Is Mind-Set Created by Self-Talk?

If our unconscious mind controls most of our behavior, can it be said that we truly have willpower? A recent article in the NYTimes, 11/27/2011 by two Stanford researchers refers to earlier research (mentioned at IWO,  http://intelligentwomenonly.blogspot.com/2011/09/no-negative-self-tallk-for-intelligent.html) and a subsequent book by Baumeister and Tierney that says "willpower is limited and depends on a continuous supply of the simple sugar glucose. When glucose is depleted, you fall prey to impulse shopping, affairs and cookies." It all seemed to me a good reason to eat M and Ms more frequently. I liked the simplicity of it all.

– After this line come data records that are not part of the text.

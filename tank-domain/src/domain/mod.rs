mod encoding;
mod integrity;
mod reading;
mod signal;
mod tank;

pub use encoding::TimestampEncoding;
pub use integrity::{DuplicateGroup, Gap, IntegritySummary, MonthlyCoverage};
pub use reading::Reading;
pub use signal::Signal;
pub use tank::{
    CorrelationSummary, HistogramBin, PercentileValue, RechargeEvent, ScatterPoint, SignalStats,
    TankSummary,
};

But of course, the more things change the more they stay the same. Latest research by Stanford psychologists, Walter and Dweck, says that people who believe that willpower is not limited, ate less junk food and procrastinated less than students who did not share that belief during final-exam week. They use the word mind-set to describe a psychological belief system. Notice that no one is mentioning negative, positive, or realistic thinking, but rather beliefs. However we know our beliefs by talking to ourselves. Don't we? I'll have to get their book because it sounds like it's going away from trendy and revealing neuro-imaging and more toward basic psychology.

Very powerful ending to the article as it moves into philosophical questions:
"At stake in this debate is not just a question about the  nature of willpower. It's also a question of what kind of people we want to be. Do we want to be a people who dismiss our weaknesses as unchangeable? When a student struggles in math, should we tell that student, "Don't worry, you're just not a math person"? Do we want him, to give up in the name of biology? Or do we want him to work harder in the spirit of what he wants to become?"

You know you'll be reading more about this. I'm wondering what's in it for us in everyday life? I'm pondering. Are you?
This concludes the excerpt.